Activity:
Work through the records below and copy every line that includes "Storage".

**** Material to process

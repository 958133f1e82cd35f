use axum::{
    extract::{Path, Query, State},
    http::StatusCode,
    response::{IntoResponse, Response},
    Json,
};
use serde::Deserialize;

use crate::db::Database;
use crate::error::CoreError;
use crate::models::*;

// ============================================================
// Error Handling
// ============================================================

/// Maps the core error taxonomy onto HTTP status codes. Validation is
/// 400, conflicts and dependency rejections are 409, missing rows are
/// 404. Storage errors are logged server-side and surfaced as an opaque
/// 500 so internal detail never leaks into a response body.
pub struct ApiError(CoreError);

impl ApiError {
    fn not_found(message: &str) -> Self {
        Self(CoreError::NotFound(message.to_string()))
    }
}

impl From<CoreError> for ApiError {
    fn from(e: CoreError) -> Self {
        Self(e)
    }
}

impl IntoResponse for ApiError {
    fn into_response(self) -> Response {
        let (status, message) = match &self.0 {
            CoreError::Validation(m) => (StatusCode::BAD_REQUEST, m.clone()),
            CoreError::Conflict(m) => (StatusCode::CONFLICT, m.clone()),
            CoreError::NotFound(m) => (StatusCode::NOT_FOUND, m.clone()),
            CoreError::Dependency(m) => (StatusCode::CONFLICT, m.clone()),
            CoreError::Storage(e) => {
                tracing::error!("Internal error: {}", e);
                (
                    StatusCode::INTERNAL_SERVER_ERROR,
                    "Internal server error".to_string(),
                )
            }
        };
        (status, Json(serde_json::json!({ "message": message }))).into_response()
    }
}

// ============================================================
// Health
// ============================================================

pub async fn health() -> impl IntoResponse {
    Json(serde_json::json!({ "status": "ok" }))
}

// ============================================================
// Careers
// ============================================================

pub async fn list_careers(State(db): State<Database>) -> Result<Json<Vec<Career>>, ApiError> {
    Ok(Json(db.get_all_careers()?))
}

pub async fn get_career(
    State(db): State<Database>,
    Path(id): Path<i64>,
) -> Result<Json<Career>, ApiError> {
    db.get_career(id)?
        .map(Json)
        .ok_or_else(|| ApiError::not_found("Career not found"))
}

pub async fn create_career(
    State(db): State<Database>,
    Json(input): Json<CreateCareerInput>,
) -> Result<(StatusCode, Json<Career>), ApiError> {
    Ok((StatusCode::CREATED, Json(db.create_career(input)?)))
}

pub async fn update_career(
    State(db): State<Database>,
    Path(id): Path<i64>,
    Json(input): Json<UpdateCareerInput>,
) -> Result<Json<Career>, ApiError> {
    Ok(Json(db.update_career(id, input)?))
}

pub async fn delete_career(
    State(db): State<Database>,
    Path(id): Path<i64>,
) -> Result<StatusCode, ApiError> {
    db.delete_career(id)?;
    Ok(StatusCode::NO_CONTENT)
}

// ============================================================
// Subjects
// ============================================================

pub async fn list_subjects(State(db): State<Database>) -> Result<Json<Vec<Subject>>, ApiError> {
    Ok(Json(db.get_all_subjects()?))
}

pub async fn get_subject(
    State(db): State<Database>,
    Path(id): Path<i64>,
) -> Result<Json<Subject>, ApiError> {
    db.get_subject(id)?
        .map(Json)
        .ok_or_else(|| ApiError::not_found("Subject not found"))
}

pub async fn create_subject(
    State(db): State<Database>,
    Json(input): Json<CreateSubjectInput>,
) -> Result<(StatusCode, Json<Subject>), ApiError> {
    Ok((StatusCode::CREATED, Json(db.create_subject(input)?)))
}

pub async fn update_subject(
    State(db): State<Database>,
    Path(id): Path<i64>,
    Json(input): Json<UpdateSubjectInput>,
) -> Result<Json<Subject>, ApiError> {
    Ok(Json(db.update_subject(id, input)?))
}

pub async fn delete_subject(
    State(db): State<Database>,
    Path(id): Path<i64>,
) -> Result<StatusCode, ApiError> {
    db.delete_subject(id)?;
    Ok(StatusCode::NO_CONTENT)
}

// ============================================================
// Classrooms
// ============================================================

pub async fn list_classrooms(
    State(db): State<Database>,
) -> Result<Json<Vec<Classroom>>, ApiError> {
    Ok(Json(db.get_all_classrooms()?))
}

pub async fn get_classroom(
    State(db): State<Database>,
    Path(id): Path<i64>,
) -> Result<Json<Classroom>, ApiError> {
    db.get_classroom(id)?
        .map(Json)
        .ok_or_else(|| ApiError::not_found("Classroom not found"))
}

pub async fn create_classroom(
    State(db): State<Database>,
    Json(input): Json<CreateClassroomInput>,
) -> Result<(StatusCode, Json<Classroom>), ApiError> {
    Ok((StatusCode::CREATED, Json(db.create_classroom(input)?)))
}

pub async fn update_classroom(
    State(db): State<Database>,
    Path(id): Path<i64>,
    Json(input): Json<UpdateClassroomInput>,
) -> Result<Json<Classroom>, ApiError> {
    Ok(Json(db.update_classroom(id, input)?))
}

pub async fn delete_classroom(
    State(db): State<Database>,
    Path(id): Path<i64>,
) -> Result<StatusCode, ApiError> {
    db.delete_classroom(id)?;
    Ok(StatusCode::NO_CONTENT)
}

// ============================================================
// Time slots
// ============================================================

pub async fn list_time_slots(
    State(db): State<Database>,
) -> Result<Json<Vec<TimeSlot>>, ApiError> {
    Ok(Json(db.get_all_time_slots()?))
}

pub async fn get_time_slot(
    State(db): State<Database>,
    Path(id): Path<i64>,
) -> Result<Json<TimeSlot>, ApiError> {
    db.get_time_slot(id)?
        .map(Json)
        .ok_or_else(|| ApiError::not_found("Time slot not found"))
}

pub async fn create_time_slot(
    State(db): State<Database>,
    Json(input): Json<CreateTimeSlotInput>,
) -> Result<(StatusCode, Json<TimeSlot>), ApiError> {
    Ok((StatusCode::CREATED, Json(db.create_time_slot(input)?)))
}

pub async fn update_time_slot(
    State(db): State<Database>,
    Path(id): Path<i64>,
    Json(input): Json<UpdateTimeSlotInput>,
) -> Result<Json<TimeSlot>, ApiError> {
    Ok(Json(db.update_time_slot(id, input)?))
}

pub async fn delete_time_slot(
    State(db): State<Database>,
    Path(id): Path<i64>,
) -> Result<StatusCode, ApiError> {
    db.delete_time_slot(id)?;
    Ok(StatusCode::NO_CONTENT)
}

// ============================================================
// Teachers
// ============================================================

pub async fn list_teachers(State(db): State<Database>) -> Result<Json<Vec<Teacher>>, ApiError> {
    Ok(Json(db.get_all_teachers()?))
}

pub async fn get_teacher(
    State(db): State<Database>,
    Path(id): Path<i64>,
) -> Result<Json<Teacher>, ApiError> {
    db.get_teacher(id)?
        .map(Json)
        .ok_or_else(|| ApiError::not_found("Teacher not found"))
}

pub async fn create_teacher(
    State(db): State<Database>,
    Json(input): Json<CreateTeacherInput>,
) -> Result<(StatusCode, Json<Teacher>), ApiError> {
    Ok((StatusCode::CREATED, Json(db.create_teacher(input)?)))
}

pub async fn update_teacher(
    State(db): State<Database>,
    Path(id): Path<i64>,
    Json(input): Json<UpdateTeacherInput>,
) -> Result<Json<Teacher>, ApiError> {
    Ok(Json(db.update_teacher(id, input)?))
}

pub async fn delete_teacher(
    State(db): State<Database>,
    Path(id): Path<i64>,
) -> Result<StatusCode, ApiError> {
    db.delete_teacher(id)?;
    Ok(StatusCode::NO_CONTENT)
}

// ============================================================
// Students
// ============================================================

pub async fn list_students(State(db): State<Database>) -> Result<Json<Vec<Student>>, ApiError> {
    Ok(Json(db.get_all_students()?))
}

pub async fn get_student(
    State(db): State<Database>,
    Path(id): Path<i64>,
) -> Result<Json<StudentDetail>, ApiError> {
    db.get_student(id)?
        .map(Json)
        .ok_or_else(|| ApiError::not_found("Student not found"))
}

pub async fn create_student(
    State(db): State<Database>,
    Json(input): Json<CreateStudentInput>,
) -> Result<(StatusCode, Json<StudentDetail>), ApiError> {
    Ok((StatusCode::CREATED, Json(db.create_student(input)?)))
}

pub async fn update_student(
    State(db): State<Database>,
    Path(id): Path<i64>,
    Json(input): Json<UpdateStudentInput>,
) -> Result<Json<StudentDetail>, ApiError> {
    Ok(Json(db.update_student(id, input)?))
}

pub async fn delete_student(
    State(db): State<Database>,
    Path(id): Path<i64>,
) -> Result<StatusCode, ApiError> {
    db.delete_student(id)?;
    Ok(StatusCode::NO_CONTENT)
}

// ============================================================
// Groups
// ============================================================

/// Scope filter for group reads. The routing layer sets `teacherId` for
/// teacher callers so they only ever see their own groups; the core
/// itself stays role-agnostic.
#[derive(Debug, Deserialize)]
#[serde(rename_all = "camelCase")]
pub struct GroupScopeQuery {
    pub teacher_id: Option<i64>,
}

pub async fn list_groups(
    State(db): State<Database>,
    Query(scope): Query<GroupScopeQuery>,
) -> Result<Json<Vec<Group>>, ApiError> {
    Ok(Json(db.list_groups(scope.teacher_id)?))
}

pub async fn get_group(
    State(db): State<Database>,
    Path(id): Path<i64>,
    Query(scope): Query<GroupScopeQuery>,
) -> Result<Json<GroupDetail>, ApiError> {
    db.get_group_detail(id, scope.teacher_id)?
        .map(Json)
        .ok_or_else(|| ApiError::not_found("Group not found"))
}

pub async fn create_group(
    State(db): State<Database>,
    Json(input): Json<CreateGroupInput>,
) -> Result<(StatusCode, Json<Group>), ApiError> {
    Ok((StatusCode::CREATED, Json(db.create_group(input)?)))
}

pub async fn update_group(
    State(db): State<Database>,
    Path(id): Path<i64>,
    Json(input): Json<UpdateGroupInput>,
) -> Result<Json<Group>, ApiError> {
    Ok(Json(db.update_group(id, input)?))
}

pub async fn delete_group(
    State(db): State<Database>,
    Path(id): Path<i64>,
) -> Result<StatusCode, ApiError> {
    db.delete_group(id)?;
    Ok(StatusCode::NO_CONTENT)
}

********

Written answer:
/// 404. Storage errors are logged server-side and surfaced as an opaque
            CoreError::Storage(e) => {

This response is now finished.